Life becomes small. You can’t walk far without extraordinary fatigue, sometimes you can’t see properly, sometimes there’s agonising nerve pain.

‘Normal’ life isn’t really possible. Each morning I wake wondering how tired I’m going to feel and how much pain I’ll be in. Sometimes I feel pretty good and quite often, I don’t.

I think that endorphins those ‘feel good’ chemicals that the brain uses to help the body function well, are all-important.

If I exercise, I feel better afterwards and if I socialise I feel pretty good.

Tiredness doesn’t really cover this general level of malaise. It’s behind everything, lurking, just dragging things down a bit.

I had been taking Low Dose Naltrexone, which had helped with those nice endorphins. It doesn’t seem to do anything now and I’ve stopped taking it. No changes, no worsening, nothing, just a lack of endorphins.

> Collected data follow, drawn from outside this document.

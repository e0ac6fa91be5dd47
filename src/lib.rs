//! # Feature State
//!
//! A per-source overlay of transient, style-driven feature attributes
//! ("hover", "selected", ...) for vector tile rendering. Tile data stays
//! immutable; state lives beside it and is pushed to tiles once per frame.
//!
//! ## Core Concepts
//!
//! - **Pending state**: Updates recorded since the last frame
//! - **Committed state**: State already delivered to tiles
//! - **Coalesce**: Merge pending into committed and fan the changes out
//! - **Removal**: Drop a layer, a feature, or one property from both generations
//!
//! ## Example
//!
//! ```ignore
//! use feature_state::{FeatureStateStore, TileFeatureState};
//! use serde_json::json;
//!
//! let mut store = FeatureStateStore::new();
//! store.update_state(Some("poi"), "42", &json!({"hover": true}));
//!
//! // Once per frame, before paint
//! let mut tiles = vec![TileFeatureState::new()];
//! store.coalesce_changes(tiles.iter_mut());
//!
//! store.remove_state(Some("poi"), Some("42"), Some("hover"));
//! ```

pub mod error;
pub mod shared;
pub mod state;
pub mod store;
pub mod tiles;
pub mod types;

// Re-exports
pub use error::{Result, StateError};
pub use shared::SharedFeatureStateStore;
pub use state::{convert_state, Convertible, NestingPolicy};
pub use store::{FeatureStateStore, StoreConfig, DEFAULT_SOURCE_LAYER};
pub use tiles::{drain_into, ChannelConsumer, FeatureStateConsumer, TileFeatureState};
pub use types::*;
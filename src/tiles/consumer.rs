//! The tile consumer interface and a tile's cached feature state.

use crate::types::{LayeredFeatureStates, PropertyMap};

/// Anything that holds feature state for paint-time evaluation.
pub trait FeatureStateConsumer {
    /// Receive a full table or a change batch.
    fn set_feature_state(&mut self, states: &LayeredFeatureStates);
}

impl<T: FeatureStateConsumer + ?Sized> FeatureStateConsumer for &mut T {
    fn set_feature_state(&mut self, states: &LayeredFeatureStates) {
        (**self).set_feature_state(states);
    }
}

impl<T: FeatureStateConsumer + ?Sized> FeatureStateConsumer for Box<T> {
    fn set_feature_state(&mut self, states: &LayeredFeatureStates) {
        (**self).set_feature_state(states);
    }
}

/// A tile's cached copy of feature state.
///
/// Incoming entries replace the cached map of each feature they name, since
/// every delivery carries merged (not delta) property maps. Features not
/// named by a delivery keep their cached state.
#[derive(Clone, Debug, Default)]
pub struct TileFeatureState {
    states: LayeredFeatureStates,
    /// Number of deliveries received.
    revision: u64,
}

impl TileFeatureState {
    pub fn new() -> Self {
        Self::default()
    }

    /// Cached properties for a feature.
    pub fn get(&self, source_layer: &str, feature_id: &str) -> Option<&PropertyMap> {
        self.states.feature(source_layer, feature_id)
    }

    pub fn states(&self) -> &LayeredFeatureStates {
        &self.states
    }

    pub fn revision(&self) -> u64 {
        self.revision
    }
}

impl FeatureStateConsumer for TileFeatureState {
    fn set_feature_state(&mut self, states: &LayeredFeatureStates) {
        for (layer, features) in states.iter() {
            for (feature_id, properties) in features {
                self.states.set_feature(layer, feature_id, properties.clone());
            }
        }
        self.revision += 1;
    }
}
use crisis_compass_backend::api::{HealthApi, RequestsApi};
use crisis_compass_backend::app_data::AppData;
use crisis_compass_backend::config;
use poem::{listener::TcpListener, Route, Server};
use poem_openapi::OpenApiService;

#[tokio::main]
async fn main() -> Result<(), std::io::Error> {
    // Load environment variables from .env file
    dotenv::dotenv().ok();

    if let Err(e) = config::init_logging() {
        eprintln!("Failed to initialize logging: {}", e);
    }

    // Connect to database and bring the schema up to date
    let db = config::init_database()
        .await
        .expect("Failed to connect to database");

    config::migrate_database(&db)
        .await
        .expect("Failed to run migrations");

    let app_data = AppData::init(db);

    let requests_api = RequestsApi::new(app_data.request_store.clone());

    // Create OpenAPI service with API implementation
    let api_service = OpenApiService::new((HealthApi, requests_api), "Item Requests API", "1.0.0")
        .server("http://localhost:3000/api");

    // Generate Swagger UI from OpenAPI service
    let ui = api_service.swagger_ui();

    // Compose routes: nest API service under /api and Swagger UI under /swagger
    let app = Route::new()
        .nest("/api", api_service)
        .nest("/swagger", ui);

    tracing::info!("Starting server on http://0.0.0.0:3000");
    tracing::info!("Swagger UI available at http://localhost:3000/swagger");

    // Start Poem server with composed routes
    Server::new(TcpListener::bind("0.0.0.0:3000"))
        .run(app)
        .await
}
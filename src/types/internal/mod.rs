// Internal types - validated commands and identifiers
pub mod commands;
pub mod request_id;

pub use commands::{BatchDeleteCommand, BatchEditCommand, CreateRequestCommand, EditStatusCommand};
pub use request_id::RequestId;
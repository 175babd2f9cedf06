use sea_orm::DatabaseConnection;
use std::sync::Arc;

use crate::stores::RequestStore;

/// Centralized application data following the main-owned stores pattern
///
/// All dependencies are created once in main.rs and shared across API
/// services. The store handle is passed down explicitly; nothing caches a
/// connection at module level.
pub struct AppData {
    pub db: DatabaseConnection,
    pub request_store: Arc<RequestStore>,
}

impl AppData {
    /// Initialize all application data
    ///
    /// The database connection should be initialized and migrated before
    /// calling this.
    pub fn init(db: DatabaseConnection) -> Self {
        tracing::debug!("Creating stores...");
        let request_store = Arc::new(RequestStore::new(db.clone()));
        tracing::debug!("Stores created");

        Self { db, request_store }
    }
}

There’s been a certain amount of discussion on the MS drugs. The older drugs, known as DMDs or DMTs – disease modifying drugs/therapies, don’t work for everyone who qualifies for them.

What they do when they work is slow down or stop the relapse rate.  Those nasty attacks, that suddenly ruin your life for weeks or months, become scarce rather than regular.

I started Rebif44 a few weeks after diagnosis. It has worked very well. My relapse rate went from every eight weeks or so, to one every three years. That’s okay. I’d prefer none, but there I am, still walking and able to remember who I am and where I live.

 If one of these drugs works well, then your body has time to heal and recover from the very horrible symptoms.

Someone, at sometime in the past decade decided that they ‘may’ reduce disease progression, that the drugs may slow the decline, changing RRMS into SPMS (secondary progressive MS) which doesn’t respond to any drugs.

It may respond to LDN, but no one really knows for sure. 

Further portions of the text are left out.